The cNTS tissues of the rats were obtained under an anatomical microscope. All the tissues from individual rats were sampled for the analysis. Total protein was then extracted by homogenizing the sample in ice-cold immunoprecipitation assay buffer with protease inhibitor cocktail kit. The lysates were centrifuged and the supernatants were collected for measurements of protein concentrations using a bicinchoninic acid assay reagent kit. The levels of 8-iso PGF2α and 8-OHdG were examined using ELISA assay kits (obtained from Promega Co. and Abcam Co.) according to the provided description. Briefly, polystyrene 96-well microtiter immunoplates were coated with affinity-purified rabbit primary antibodies. Parallel wells were coated with purified rabbit IgG for evaluation of nonspecific signal. After overnight incubation, plates were washed. Then, the diluted samples and 8-iso PGF2α/8-OHdG standard solutions (100 pg/ml–100 ng/ml) were distributed in each plate. The plates were washed and incubated with anti-8-iso PGF2α/8-OHdG galactosidase. Then, the plates were washed and incubated with substrate solution. After incubation, the optical density was measured using an ELISA reader. In the similar way, the levels of IL-1β, IL-6, and TNF-α were also determined using ELISA assay kits (Wuhan Fine Biotech Co).

Western blot analysis

Briefly, the cNTS tissues were removed and total protein was extracted. The lysates were centrifuged and the supernatants were collected. After being denatured, the supernatant samples containing 20 µg of protein were loaded onto gels and electrically transferred to a polyvinylidene fluoride membrane. The membrane was incubated with respective primary antibodies (at 1:500, Abcam and/or Antibodies online Com): rabbit anti-Nrf2, anti-NQO1, anti-SOD, anti-NOX1/anti-NOX2/anti-NOX3/anti-NOX4, and anti-TRPA1. The membranes were washed and incubated with an alkaline phosphatase conjugated anti-rabbit secondary antibody (1:1000). The immunoreactive proteins were detected by enhanced chemiluminescence. The bands recognized by the primary antibody were visualized by exposure of the membrane onto an X-ray film. The membrane was stripped and incubated with anti-β-actin to show equal loading of the protein.
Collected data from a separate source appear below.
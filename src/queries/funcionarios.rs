use super::{QueryResult, UpsertOutcome};
use crate::db::hash_senha;
use crate::schema::FuncionarioForm;
use rusqlite::{params, Connection, OptionalExtension};
use serde::{Deserialize, Serialize};

#[derive(Debug, Clone, PartialEq, Serialize, Deserialize)]
pub struct Funcionario {
    pub matricula: i64,
    pub nome: String,
    pub cargo: String,
    pub salario: f64,
    pub num_ag: i64,
}

fn from_row(row: &rusqlite::Row<'_>) -> rusqlite::Result<Funcionario> {
    Ok(Funcionario {
        matricula: row.get(0)?,
        nome: row.get(1)?,
        cargo: row.get(2)?,
        salario: row.get(3)?,
        num_ag: row.get(4)?,
    })
}

pub fn get_by_matricula(conn: &Connection, matricula: i64) -> QueryResult<Option<Funcionario>> {
    let funcionario = conn
        .query_row(
            "SELECT matricula, nome, cargo, salario, num_ag
             FROM funcionario WHERE matricula = ?1",
            [matricula],
            from_row,
        )
        .optional()?;

    Ok(funcionario)
}

pub fn get_nome_by_matricula(conn: &Connection, matricula: i64) -> QueryResult<Option<String>> {
    let nome = conn
        .query_row(
            "SELECT nome FROM funcionario WHERE matricula = ?1",
            [matricula],
            |row| row.get(0),
        )
        .optional()?;

    Ok(nome)
}

pub fn get_all(conn: &Connection) -> QueryResult<Vec<Funcionario>> {
    let mut stmt = conn.prepare(
        "SELECT matricula, nome, cargo, salario, num_ag
         FROM funcionario ORDER BY matricula",
    )?;

    let funcionarios = stmt
        .query_map([], from_row)?
        .collect::<Result<Vec<_>, _>>()?;

    Ok(funcionarios)
}

pub fn get_by_agencia(conn: &Connection, num_ag: i64) -> QueryResult<Vec<Funcionario>> {
    let mut stmt = conn.prepare(
        "SELECT matricula, nome, cargo, salario, num_ag
         FROM funcionario WHERE num_ag = ?1 ORDER BY matricula",
    )?;

    let funcionarios = stmt
        .query_map([num_ag], from_row)?
        .collect::<Result<Vec<_>, _>>()?;

    Ok(funcionarios)
}

/// Login check for the funcionário tab; also feeds the identity's role,
/// since the cargo doubles as the access-control role.
pub fn get_senha_hash(conn: &Connection, matricula: i64) -> QueryResult<Option<String>> {
    let hash: Option<Option<String>> = conn
        .query_row(
            "SELECT senha_hash FROM funcionario WHERE matricula = ?1",
            [matricula],
            |row| row.get(0),
        )
        .optional()?;

    Ok(hash.flatten())
}

/// The matrícula is generated on create and comes back in the outcome.
pub fn upsert(conn: &Connection, form: &FuncionarioForm) -> QueryResult<UpsertOutcome<i64>> {
    if form.create {
        let senha_hash = form.senha.as_deref().map(hash_senha);

        conn.execute(
            "INSERT INTO funcionario (nome, cargo, salario, num_ag, senha_hash)
             VALUES (?1, ?2, ?3, ?4, ?5)",
            params![form.nome, form.cargo, form.salario, form.num_ag, senha_hash],
        )?;

        return Ok(UpsertOutcome::Created {
            id: conn.last_insert_rowid(),
        });
    }

    let Some(matricula) = form.matricula else {
        return Ok(UpsertOutcome::Updated { affected: 0 });
    };

    let affected = match &form.senha {
        Some(senha) => conn.execute(
            "UPDATE funcionario SET nome = ?2, cargo = ?3, salario = ?4,
                    num_ag = ?5, senha_hash = ?6
             WHERE matricula = ?1",
            params![
                matricula,
                form.nome,
                form.cargo,
                form.salario,
                form.num_ag,
                hash_senha(senha),
            ],
        )?,
        None => conn.execute(
            "UPDATE funcionario SET nome = ?2, cargo = ?3, salario = ?4, num_ag = ?5
             WHERE matricula = ?1",
            params![matricula, form.nome, form.cargo, form.salario, form.num_ag],
        )?,
    };

    Ok(UpsertOutcome::Updated { affected })
}

pub fn delete(conn: &Connection, matricula: i64) -> QueryResult<usize> {
    let affected = conn.execute("DELETE FROM funcionario WHERE matricula = ?1", [matricula])?;

    Ok(affected)
}

#[cfg(test)]
mod tests {
    use super::*;
    use crate::db::setup_database;
    use crate::queries::QueryError;

    fn test_conn() -> Connection {
        let conn = Connection::open_in_memory().unwrap();
        setup_database(&conn).unwrap();
        conn.execute(
            "INSERT INTO agencia (num_ag, nome_ag, cidade_ag, sal_total)
             VALUES (10, 'Centro', 'Curitiba', 0)",
            [],
        )
        .unwrap();
        conn
    }

    fn form(nome: &str, create: bool, matricula: Option<i64>) -> FuncionarioForm {
        FuncionarioForm {
            matricula,
            nome: nome.to_string(),
            cargo: "gerente".to_string(),
            salario: 9500.0,
            num_ag: 10,
            senha: None,
            create,
        }
    }

    #[test]
    fn test_create_generates_matricula() {
        let conn = test_conn();

        let a = upsert(&conn, &form("Ana", true, None)).unwrap();
        let b = upsert(&conn, &form("Bia", true, None)).unwrap();

        let (UpsertOutcome::Created { id: id_a }, UpsertOutcome::Created { id: id_b }) = (a, b)
        else {
            panic!("expected two creates");
        };
        assert!(id_b > id_a);

        let ana = get_by_matricula(&conn, id_a).unwrap().unwrap();
        assert_eq!(ana.nome, "Ana");
        assert_eq!(ana.cargo, "gerente");
    }

    #[test]
    fn test_create_requires_existing_agencia() {
        let conn = test_conn();

        let mut f = form("Ana", true, None);
        f.num_ag = 999;

        let err = upsert(&conn, &f).unwrap_err();
        match err {
            QueryError::Db { message } => assert!(message.contains("FOREIGN KEY")),
            other => panic!("expected Db error, got {:?}", other),
        }
    }

    #[test]
    fn test_update_missing_affects_zero() {
        let conn = test_conn();

        let outcome = upsert(&conn, &form("Ana", false, Some(42))).unwrap();
        assert_eq!(outcome, UpsertOutcome::Updated { affected: 0 });
    }

    #[test]
    fn test_update_changes_cargo() {
        let conn = test_conn();

        let UpsertOutcome::Created { id } = upsert(&conn, &form("Ana", true, None)).unwrap()
        else {
            panic!("expected create");
        };

        let mut f = form("Ana", false, Some(id));
        f.cargo = "dba".to_string();
        let outcome = upsert(&conn, &f).unwrap();
        assert_eq!(outcome, UpsertOutcome::Updated { affected: 1 });

        assert_eq!(get_by_matricula(&conn, id).unwrap().unwrap().cargo, "dba");
    }

    #[test]
    fn test_senha_survives_update_without_senha() {
        let conn = test_conn();

        let mut criar = form("Ana", true, None);
        criar.senha = Some("segredo1".to_string());
        let UpsertOutcome::Created { id } = upsert(&conn, &criar).unwrap() else {
            panic!("expected create");
        };

        upsert(&conn, &form("Ana", false, Some(id))).unwrap();

        let hash = get_senha_hash(&conn, id).unwrap().unwrap();
        assert_eq!(hash, hash_senha("segredo1"));
    }

    #[test]
    fn test_delete_and_get_by_agencia() {
        let conn = test_conn();

        let UpsertOutcome::Created { id } = upsert(&conn, &form("Ana", true, None)).unwrap()
        else {
            panic!("expected create");
        };
        upsert(&conn, &form("Bia", true, None)).unwrap();

        assert_eq!(get_by_agencia(&conn, 10).unwrap().len(), 2);
        assert_eq!(delete(&conn, id).unwrap(), 1);
        assert_eq!(delete(&conn, id).unwrap(), 0);
        assert_eq!(get_by_agencia(&conn, 10).unwrap().len(), 1);
    }
}
use super::{
    link, render_field, render_form, render_hidden, render_table, MutationResponse, PageResult,
};
use crate::dispatch::{DispatchOutcome, Dispatcher, Navigator};
use crate::forms::{tipo_transacao_options, FieldKind, FieldPath, FieldSpec, FormState, SelectOption};
use crate::permission::{allow, has_permission, require_identity, Identity};
use crate::queries::{contas, transacoes, UpsertOutcome};
use crate::schema::{parse_id, parse_id_field, validate_transacao_form};
use crate::util::format_currency;
use anyhow::Result;
use rusqlite::Connection;
use serde_json::{json, Value};

const TITULO_FALLBACK: &str = "Transação não encontrada";

pub fn titulo(conn: &Connection, raw_id: &str) -> String {
    let Ok(id) = parse_id(raw_id) else {
        return TITULO_FALLBACK.to_string();
    };

    match transacoes::get_nome_by_id(conn, id) {
        Ok(Some(tipo)) => format!("Transação {} ({})", id, tipo),
        _ => TITULO_FALLBACK.to_string(),
    }
}

fn conta_options(conn: &Connection) -> Result<Vec<SelectOption>> {
    let contas = contas::get_all(conn)?;
    Ok(contas
        .iter()
        .map(|c| {
            SelectOption::new(
                &c.num_conta.to_string(),
                &format!("{} ({})", c.num_conta, c.tipo),
            )
        })
        .collect())
}

fn form_fields(conn: &Connection) -> Result<Vec<FieldSpec>> {
    Ok(vec![
        FieldSpec::new("num_conta", "Conta", FieldKind::Select)
            .required()
            .with_options(conta_options(conn)?)
            .with_clear(),
        FieldSpec::new("tipo", "Tipo", FieldKind::Select)
            .required()
            .with_options(tipo_transacao_options())
            .with_clear(),
        FieldSpec::new("valor", "Valor", FieldKind::Number).required(),
        FieldSpec::new("data_hora", "Data e hora", FieldKind::DateTime).required(),
    ])
}

fn render_transacao_form(conn: &Connection, state: &FormState, editing: bool) -> Result<String> {
    let mut body = String::new();

    body.push_str(&render_hidden("create", if editing { "false" } else { "true" }));
    if editing {
        body.push_str(&render_hidden("id", &state.get_str(&FieldPath::key("id"))));
    }
    for spec in form_fields(conn)? {
        body.push_str(&render_field(&spec, state));
    }

    Ok(render_form("/api/transacoes/upsert", &body, "Salvar"))
}

pub fn list(conn: &Connection) -> Result<PageResult> {
    let transacoes = transacoes::get_all(conn)?;

    let rows: Vec<Vec<String>> = transacoes
        .iter()
        .map(|t| {
            vec![
                super::html_escape(&t.data_hora),
                super::html_escape(&t.tipo),
                format_currency(t.valor),
                link(&format!("/contas/{}", t.num_conta), &t.num_conta.to_string()),
                link(&format!("/transacoes/{}", t.id), "detalhes"),
            ]
        })
        .collect();

    let mut body = render_table(&["Data", "Tipo", "Valor", "Conta", ""], &rows);
    body.push_str(&format!(
        "\n<p>{}</p>",
        link("/transacoes/cadastrar", "Cadastrar transação")
    ));

    Ok(PageResult::page("Transações", body))
}

pub fn show(conn: &Connection, identity: Option<&Identity>, raw_id: &str) -> Result<PageResult> {
    let Ok(id) = parse_id(raw_id) else {
        return Ok(PageResult::NotFound);
    };

    let Some(transacao) = transacoes::get_by_id(conn, id)? else {
        return Ok(PageResult::NotFound);
    };

    let can_edit = has_permission(allow::TRANSACAO_EDIT, identity);
    let can_delete = has_permission(allow::TRANSACAO_DELETE, identity);

    let conta = link(
        &format!("/contas/{}", transacao.num_conta),
        &transacao.num_conta.to_string(),
    );

    let mut body = format!(
        "<dl>\n<dt>Conta</dt><dd>{}</dd>\n<dt>Tipo</dt><dd>{}</dd>\n<dt>Valor</dt><dd>{}</dd>\n<dt>Data e hora</dt><dd>{}</dd>\n</dl>",
        conta,
        super::html_escape(&transacao.tipo),
        format_currency(transacao.valor),
        super::html_escape(&transacao.data_hora),
    );

    if can_edit {
        body.push_str(&format!(
            "\n<p>{}</p>",
            link(&format!("/transacoes/{}/editar", transacao.id), "Editar")
        ));
    }
    if can_delete {
        body.push_str(&format!(
            "\n<form method=\"post\" action=\"/api/transacoes/delete\">{}<button type=\"submit\">Excluir</button></form>",
            render_hidden("id", &transacao.id.to_string())
        ));
    }

    Ok(PageResult::page(
        format!("Transação {} ({})", transacao.id, transacao.tipo),
        body,
    ))
}

pub fn create(conn: &Connection, identity: Option<&Identity>) -> Result<PageResult> {
    if require_identity(identity, allow::TRANSACAO_EDIT).is_err() {
        return Ok(PageResult::Redirect("/login".to_string()));
    }

    let state = FormState::new();
    Ok(PageResult::page(
        "Cadastrar transação",
        render_transacao_form(conn, &state, false)?,
    ))
}

pub fn edit(conn: &Connection, identity: Option<&Identity>, raw_id: &str) -> Result<PageResult> {
    if require_identity(identity, allow::TRANSACAO_EDIT).is_err() {
        return Ok(PageResult::Redirect("/login".to_string()));
    }

    let Ok(id) = parse_id(raw_id) else {
        return Ok(PageResult::NotFound);
    };

    let Some(transacao) = transacoes::get_by_id(conn, id)? else {
        return Ok(PageResult::NotFound);
    };

    let Ok(defaults) = crate::schema::prune_transacao(&transacao) else {
        return Ok(PageResult::NotFound);
    };

    let state = FormState::seed(&defaults);
    Ok(PageResult::page(
        format!("Editar transação {}", transacao.id),
        render_transacao_form(conn, &state, true)?,
    ))
}

pub fn upsert(conn: &Connection, identity: Option<&Identity>, payload: &Value) -> MutationResponse {
    if let Err(err) = require_identity(identity, allow::TRANSACAO_EDIT) {
        return MutationResponse::Denied {
            message: err.to_string(),
        };
    }

    let dispatcher = Dispatcher::new();
    let mut navigator = Navigator::new();
    let id_from_payload = parse_id_field(payload, "id");

    let outcome = dispatcher.submit(
        payload,
        validate_transacao_form,
        |form| transacoes::upsert(conn, form),
        |result, nav| match result {
            UpsertOutcome::Created { id } => nav.push(&format!("/transacoes/{}", id)),
            UpsertOutcome::Updated { affected } if *affected > 0 => {
                if let Some(id) = id_from_payload {
                    nav.push(&format!("/transacoes/{}", id));
                }
            }
            _ => {}
        },
        &mut navigator,
    );

    match outcome {
        DispatchOutcome::Invalid(errors) => MutationResponse::Invalid { errors },
        DispatchOutcome::Busy => MutationResponse::Failed {
            message: "envio em andamento".to_string(),
        },
        DispatchOutcome::Success(result) if !result.applied() => MutationResponse::NotFound,
        DispatchOutcome::Success(result) => MutationResponse::Ok {
            data: json!({ "result": result, "redirect": navigator.target() }),
        },
        DispatchOutcome::Failed(message) => MutationResponse::Failed { message },
    }
}

pub fn delete(conn: &Connection, identity: Option<&Identity>, payload: &Value) -> MutationResponse {
    if let Err(err) = require_identity(identity, allow::TRANSACAO_DELETE) {
        return MutationResponse::Denied {
            message: err.to_string(),
        };
    }

    let Some(id) = parse_id_field(payload, "id") else {
        return MutationResponse::NotFound;
    };

    match transacoes::delete(conn, id) {
        Ok(0) => MutationResponse::NotFound,
        Ok(affected) => MutationResponse::Ok {
            data: json!({ "affected": affected, "redirect": "/transacoes" }),
        },
        Err(err) => MutationResponse::Failed {
            message: err.to_string(),
        },
    }
}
Then, the film was scanned and the optical densities of primary antibodies and β-actin bands were determined using the Scion Software. Values for densities of immunoreactive bands/β-actin band from the same lane were determined. Each of the values was then normalized to a control sample.

Statistical analysis

All data were analyzed using one-way repeated-measures analysis of variance. Values were presented as means ± standard error of mean. For all analyses, differences were considered significant at P < 0.05. All statistical analyses were performed by using SPSS for Windows version 13.0 (SPSS Inc.).

Results

Blood gas and arterial blood pressure

The arterial-alveolar oxygen pressure gradient (A-aDO₂) was calculated using the following formula: A-aDO₂ = fraction inspired O₂ × (Patm-PH₂O) − (PaCO₂/RQ) − PaO₂, where Patm = 760 mmHg, PH₂O = 47 mmHg, and RQ = 0.8. In sham controls (n = 32), no significant differences in PaO₂ and A-aDO₂ were observed over baseline at any time point (Fig. 1(a) and (b)). Figure 1(a) and (b) further shows that in LIRI group (n = 45), PaO₂ decreased by 24% (30 min post-reperfusion) and by 13% (5 h post-reperfusion) as compared with baseline (P < 0.05 versus baseline), whereas the A-aDO₂ increased by 23% (30 min post-reperfusion) and by 12% (5 h post-reperfusion) (P < 0.05 versus baseline). An exacerbated blood gas exchange with declined PaO₂ and elevated A-aDO₂ indicated the process of LIRI in our rat model used in this study. In addition, the levels of PaCO₂ and the ratio of PaO₂ to FiO₂ were shown in Tables 1 and 2, respectively.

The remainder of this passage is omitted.